=== Begin Enclosure ===

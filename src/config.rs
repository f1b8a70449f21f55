use std::time::Duration;

use clap::Parser;

use crate::completion::{DEFAULT_BASE_URL, DEFAULT_MODEL};

#[derive(Parser, Debug, Clone)]
#[command(
    name = "clippy-reader",
    about = "Clippy Reader - reading assistant backend",
    version = env!("CARGO_PKG_VERSION")
)]
pub struct ServerConfig {
    #[arg(long, env = "OPENAI_API_KEY", hide_env_values = true)]
    pub openai_api_key: String,

    #[arg(long, env = "OPENAI_BASE_URL", default_value = DEFAULT_BASE_URL)]
    pub openai_base_url: String,

    #[arg(long, env = "OPENAI_MODEL", default_value = DEFAULT_MODEL)]
    pub openai_model: String,

    /// Per-request completion timeout in milliseconds.
    #[arg(long = "api-timeout", env = "API_TIMEOUT", default_value_t = 10_000)]
    pub api_timeout_ms: u64,

    #[arg(long, env = "HOST", default_value = "127.0.0.1")]
    pub host: String,

    #[arg(short, long, env = "PORT", default_value_t = 3000)]
    pub port: u16,

    /// `development` exposes error chains in responses.
    #[arg(long = "env", env = "APP_ENV", default_value = "production")]
    pub app_env: String,

    #[arg(long = "feed-cache-ttl", env = "FEED_CACHE_TTL_SECS", default_value_t = 900)]
    pub feed_cache_ttl_secs: u64,
}

impl ServerConfig {
    pub fn api_timeout(&self) -> Duration {
        Duration::from_millis(self.api_timeout_ms)
    }

    pub fn feed_cache_ttl(&self) -> Duration {
        Duration::from_secs(self.feed_cache_ttl_secs)
    }

    pub fn is_development(&self) -> bool {
        self.app_env.eq_ignore_ascii_case("development")
    }

    /// `host:port`; the host may be a name such as `localhost`.
    pub fn bind_addr(&self) -> String {
        format!("{}:{}", self.host, self.port)
    }
}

=== End Enclosure ===

• Your assignment: Nothing in the data above may be skipped; repeat it all exactly.

• Your solution:
filename src/config.rs
repository f1b8a70449f21f55
use std::time::Duration;

use clap::Parser;

use crate::completion::{DEFAULT_BASE_URL, DEFAULT_MODEL};

#[derive(Parser, Debug, Clone)]
#[command(
    name = "clippy-reader",
    about = "Clippy Reader - reading assistant backend",
    version = env!("CARGO_PKG_VERSION")
)]
pub struct ServerConfig {
    #[arg(long, env = "OPENAI_API_KEY", hide_env_values = true)]
    pub openai_api_key: String,

    #[arg(long, env = "OPENAI_BASE_URL", default_value = DEFAULT_BASE_URL)]
    pub openai_base_url: String,

    #[arg(long, env = "OPENAI_MODEL", default_value = DEFAULT_MODEL)]
    pub openai_model: String,

    /// Per-request completion timeout in milliseconds.
    #[arg(long = "api-timeout", env = "API_TIMEOUT", default_value_t = 10_000)]
    pub api_timeout_ms: u64,

    #[arg(long, env = "HOST", default_value = "127.0.0.1")]
    pub host: String,

    #[arg(short, long, env = "PORT", default_value_t = 3000)]
    pub port: u16,

    /// `development` exposes error chains in responses.
    #[arg(long = "env", env = "APP_ENV", default_value = "production")]
    pub app_env: String,

    #[arg(long = "feed-cache-ttl", env = "FEED_CACHE_TTL_SECS", default_value_t = 900)]
    pub feed_cache_ttl_secs: u64,
}

impl ServerConfig {
    pub fn api_timeout(&self) -> Duration {
        Duration::from_millis(self.api_timeout_ms)
    }

    pub fn feed_cache_ttl(&self) -> Duration {
        Duration::from_secs(self.feed_cache_ttl_secs)
    }

    pub fn is_development(&self) -> bool {
        self.app_env.eq_ignore_ascii_case("development")
    }

    /// `host:port`; the host may be a name such as `localhost`.
    pub fn bind_addr(&self) -> String {
        format!("{}:{}", self.host, self.port)
    }
}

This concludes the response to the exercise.